There remains, however, some uncertainty as to when this hitherto undisclosed intention to build the China Grove II as a prototype was first raised with Mr or Mrs Ullrich. A little later in the cross-examination of Mr Howard, questions were directed to the 23 May 1998 meeting and there was the following exchange:
Thank you. Now, is this the position that it was quite some time before you revealed to the Ullrichs that this vessel, China Grove II, was, in your mind, to be a prototype?---No.
Sorry?---I don't believe it was some time after that initial meeting that I revealed that. I believe it was revealed shortly after that meeting.
Mr Howard's Affidavit maintained that it was when the construction of the vessel "proceeded" that he "… envisaged the possibility of some future joint business venture with them …". But the proposed joint venture did later emerge and was discussed with Boatspeed. An email from Mrs Ullrich to Mr Howard sent on 21 December 2000 seeks an opportunity to discuss with Mr Howard "the proposed partnership". The sum of $300,000 was also lent "through Ceetex" to Mrs and Mrs Ullrich to acquire property and to build a new factory. Mr Howard retained PriceWaterhouseCoopers to examine the accounts of Boatspeed. The Howards' and the Ullrichs' discussion of the proposed joint venture to exploit the design, however, says nothing as to either the parties to the alleged novated agreement or the intention of the parties to novate an earlier agreement.
50 The financial reports internal to Ceetex, however, did disclose the vessel as an asset. Reports titled Special Purpose Financial Reports for Ceetex for the financial years ended 30 June 2002, 2003, 2004 and 2005 thus disclosed as an asset "Boat held for resale". Contracts of insurance for the vessel showed Mr Howard as the owner.
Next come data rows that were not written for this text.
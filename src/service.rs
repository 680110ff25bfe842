use crate::config::AppConfig;
use crate::errors::{AppError, AppResult};
use crate::models::{
    CreateItemRequest, StartDateResponse, StoredUpload, TimelineDocument, TimelineItem, UpdateItemRequest,
    UploadListing,
};
use crate::resolver::{StaticAsset, StaticBase, StaticResolvers};
use crate::store::DocumentStore;
use crate::uploads::UploadStore;
use std::sync::Arc;

/// Entry point for the request layer: one method per public operation.
#[derive(Clone)]
pub struct TimelineCore {
    store: DocumentStore,
    uploads: UploadStore,
    resolvers: StaticResolvers,
}

impl TimelineCore {
    pub fn new(store: DocumentStore, uploads: UploadStore, resolvers: StaticResolvers) -> Arc<Self> {
        Arc::new(Self {
            store,
            uploads,
            resolvers,
        })
    }

    pub fn from_config(config: &AppConfig) -> AppResult<Arc<Self>> {
        let store = DocumentStore::file(config.document_path());
        let uploads = UploadStore::new(config.uploads_path(), config.max_upload_bytes)?;
        let resolvers = StaticResolvers::from_config(config);
        tracing::info!(
            document = %config.document_path().to_string_lossy(),
            uploads = %config.uploads_path().to_string_lossy(),
            "timeline core ready"
        );
        Ok(Self::new(store, uploads, resolvers))
    }

    pub fn store(&self) -> &DocumentStore {
        &self.store
    }

    pub fn uploads(&self) -> &UploadStore {
        &self.uploads
    }

    pub async fn get_document(self: &Arc<Self>) -> AppResult<TimelineDocument> {
        self.blocking(|core| Ok(core.store.document())).await
    }

    pub async fn create_item(self: &Arc<Self>, request: CreateItemRequest) -> AppResult<TimelineItem> {
        self.blocking(move |core| core.store.create_item(request)).await
    }

    pub async fn update_item(self: &Arc<Self>, id: &str, request: UpdateItemRequest) -> AppResult<TimelineItem> {
        let id = id.to_string();
        self.blocking(move |core| core.store.update_item(&id, request)).await
    }

    pub async fn delete_item(self: &Arc<Self>, id: &str) -> AppResult<TimelineItem> {
        let id = id.to_string();
        self.blocking(move |core| core.store.delete_item(&id)).await
    }

    pub async fn set_start_date(self: &Arc<Self>, value: &str) -> AppResult<StartDateResponse> {
        let value = value.to_string();
        self.blocking(move |core| core.store.set_start_date(&value)).await
    }

    pub async fn resolve_static(self: &Arc<Self>, base: StaticBase, relative: &str) -> AppResult<StaticAsset> {
        let relative = relative.to_string();
        self.blocking(move |core| core.resolvers.open(base, &relative)).await
    }

    /// Also sweeps orphaned uploads; see [`UploadStore::list_uploads`].
    pub async fn list_uploads(self: &Arc<Self>) -> AppResult<UploadListing> {
        self.blocking(|core| core.uploads.list_uploads(&core.store)).await
    }

    pub async fn store_upload(self: &Arc<Self>, filename: &str, payload: &str) -> AppResult<StoredUpload> {
        let filename = filename.to_string();
        let payload = payload.to_string();
        self.blocking(move |core| core.uploads.store_upload(&filename, &payload))
            .await
    }

    async fn blocking<T, F>(self: &Arc<Self>, f: F) -> AppResult<T>
    where
        T: Send + 'static,
        F: FnOnce(&TimelineCore) -> AppResult<T> + Send + 'static,
    {
        let core = Arc::clone(self);
        match tokio::task::spawn_blocking(move || f(&core)).await {
            Ok(result) => result,
            Err(error) => Err(AppError::Internal(format!("blocking task failed: {}", error))),
        }
    }
}
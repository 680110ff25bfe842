use std::collections::HashSet;
use std::fs;
use std::path::Path;
use std::sync::Arc;

use timeline_keeper_lib::models::{CreateItemRequest, UpdateItemRequest, ViewsPatch, MAX_ITEM_IMAGES};
use timeline_keeper_lib::{AppConfig, AppError, StaticBase, TimelineCore};

fn configured_core(root: &Path) -> (AppConfig, Arc<TimelineCore>) {
    let config = AppConfig {
        data_dir: root.join("data"),
        public_dir: root.join("public"),
        admin_dir: root.join("admin"),
        ..AppConfig::default()
    };
    fs::create_dir_all(config.public_path()).expect("public dir");
    fs::create_dir_all(config.admin_path()).expect("admin dir");
    fs::write(config.public_path().join("app.js"), "console.log(1)").expect("public asset");
    fs::write(config.admin_path().join("index.html"), "<html/>").expect("admin asset");
    let core = timeline_keeper_lib::bootstrap(&config).expect("bootstrap");
    (config, core)
}

fn trip() -> CreateItemRequest {
    CreateItemRequest {
        title: Some("Trip".to_string()),
        date: Some("2023-05-01".to_string()),
        ..CreateItemRequest::default()
    }
}

#[tokio::test]
async fn create_then_attach_image_preserves_title_and_date() {
    let root = tempfile::tempdir().expect("tempdir");
    let (config, core) = configured_core(root.path());

    let created = core.create_item(trip()).await.expect("created");
    core.update_item(
        &created.id,
        UpdateItemRequest {
            images: Some(vec!["/uploads/a.png".to_string()]),
            ..UpdateItemRequest::default()
        },
    )
    .await
    .expect("updated");

    let document = core.get_document().await.expect("document");
    assert_eq!(document.items.len(), 1);
    let item = &document.items[0];
    assert_eq!(item.id, created.id);
    assert_eq!(item.images, vec!["/uploads/a.png".to_string()]);
    assert_eq!(item.title, "Trip");
    assert_eq!(item.date, "2023-05-01");

    let on_disk: serde_json::Value =
        serde_json::from_str(&fs::read_to_string(config.document_path()).expect("document file"))
            .expect("valid json");
    assert_eq!(on_disk["items"][0]["images"][0], "/uploads/a.png");
}

#[tokio::test]
async fn ids_stay_unique_and_image_lists_stay_bounded() {
    let root = tempfile::tempdir().expect("tempdir");
    let (_config, core) = configured_core(root.path());

    let mut ids = HashSet::new();
    for n in 0..5 {
        let item = core
            .create_item(CreateItemRequest {
                images: Some((0..(n * 4)).map(|i| format!("/uploads/{i}.png")).collect()),
                views: Some(ViewsPatch {
                    zhl: Some(format!("view {n}")),
                    yxh: None,
                }),
                ..trip()
            })
            .await
            .expect("created");
        assert!(item.images.len() <= MAX_ITEM_IMAGES);
        assert!(!item.id.is_empty());
        assert!(ids.insert(item.id));
    }
}

#[tokio::test]
async fn start_date_round_trip() {
    let root = tempfile::tempdir().expect("tempdir");
    let (_config, core) = configured_core(root.path());

    assert_eq!(core.get_document().await.expect("document").start_date, "2022-12-25");
    assert!(matches!(core.set_start_date("").await, Err(AppError::Validation(_))));
    core.set_start_date("2023-01-01").await.expect("start date");
    assert_eq!(core.get_document().await.expect("document").start_date, "2023-01-01");
}

#[tokio::test]
async fn delete_twice_reports_not_found() {
    let root = tempfile::tempdir().expect("tempdir");
    let (_config, core) = configured_core(root.path());

    let item = core.create_item(trip()).await.expect("created");
    let removed = core.delete_item(&item.id).await.expect("deleted");
    assert_eq!(removed.id, item.id);
    assert!(core.get_document().await.expect("document").items.is_empty());
    assert!(matches!(core.delete_item(&item.id).await, Err(AppError::NotFound(_))));
}

#[tokio::test]
async fn listing_sweeps_exactly_the_orphans() {
    let root = tempfile::tempdir().expect("tempdir");
    let (config, core) = configured_core(root.path());
    let uploads = config.uploads_path();
    for name in ["a.png", "b.png", "c.png"] {
        fs::write(uploads.join(name), b"img").expect("seed upload");
    }

    let item = core.create_item(trip()).await.expect("created");
    core.update_item(
        &item.id,
        UpdateItemRequest {
            images: Some(vec!["/uploads/a.png".to_string(), "/uploads/b.png".to_string()]),
            ..UpdateItemRequest::default()
        },
    )
    .await
    .expect("updated");

    let first = core.list_uploads().await.expect("first listing");
    assert_eq!(first.cleaned, 1);
    assert_eq!(first.uploads, vec!["/uploads/a.png".to_string(), "/uploads/b.png".to_string()]);
    assert!(!uploads.join("c.png").exists());

    let second = core.list_uploads().await.expect("second listing");
    assert_eq!(second.cleaned, 0);
    assert_eq!(second.uploads.len(), 2);
}

#[tokio::test]
async fn no_base_serves_outside_itself() {
    let root = tempfile::tempdir().expect("tempdir");
    let (config, core) = configured_core(root.path());
    fs::write(config.uploads_path().join("photo.png"), b"png").expect("upload");

    for base in [StaticBase::Uploads, StaticBase::Public, StaticBase::Admin] {
        for attempt in ["../../etc/passwd", "../data/timeline.json", "../../data/timeline.json", "..\\..\\etc\\passwd"] {
            assert!(
                matches!(core.resolve_static(base, attempt).await, Err(AppError::NotFound(_))),
                "{} served {}",
                base.as_str(),
                attempt
            );
        }
    }

    let script = core.resolve_static(StaticBase::Public, "app.js").await.expect("public asset");
    assert_eq!(script.content_type, "text/javascript; charset=utf-8");
    let admin = core.resolve_static(StaticBase::Admin, "index.html").await.expect("admin asset");
    assert_eq!(admin.bytes, b"<html/>");
    let photo = core.resolve_static(StaticBase::Uploads, "photo.png").await.expect("upload");
    assert_eq!(photo.content_type, "image/png");
    assert!(matches!(
        core.resolve_static(StaticBase::Public, "index.html").await,
        Err(AppError::NotFound(_))
    ));
}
51 The facts do not establish any novation because:
· although the invoice is susceptible of an inference that Boatspeed was as at July 2001 then dealing with Ceetex Pty Ltd, the only inference that should be drawn is that as at that date, there was an amount outstanding of $1,163,023.67 and that until that payment was received the title to the vessel remained in Trycill (that is, Boatspeed).
Moreover:
· whoever may have been the original contracting parties, that original contract was a contract for the construction of a vessel and it is not considered that there was any subsequent contract;
· there was a dearth of evidence as to what either Mr Howard or the Applicant intended to achieve by the events in about July 2001; and
· whatever may have been the intention of Mr Howard as at July 2001, there is no basis for any conclusion that the events of that month were intended by either Boatspeed or Mr and Mrs Ullrich to themselves constitute a new or separate agreement from that previously entered into, let alone an agreement in substitution for that prior agreement.
All that was happening on 6 July 2001 was that final arrangements were being made for the final payment and the name of the entity to whom the vessel was to be registered.
52 The events on and surrounding 6 July 2001 and the events that preceded that date, it is concluded, do not constitute any novation of the earlier agreement. There was no intention expressed to enter into any new agreement. Nor have any facts or conduct been made out which would provide any real support for an inference to be drawn that the parties intended in July 2001 to replace the earlier agreement with a new agreement.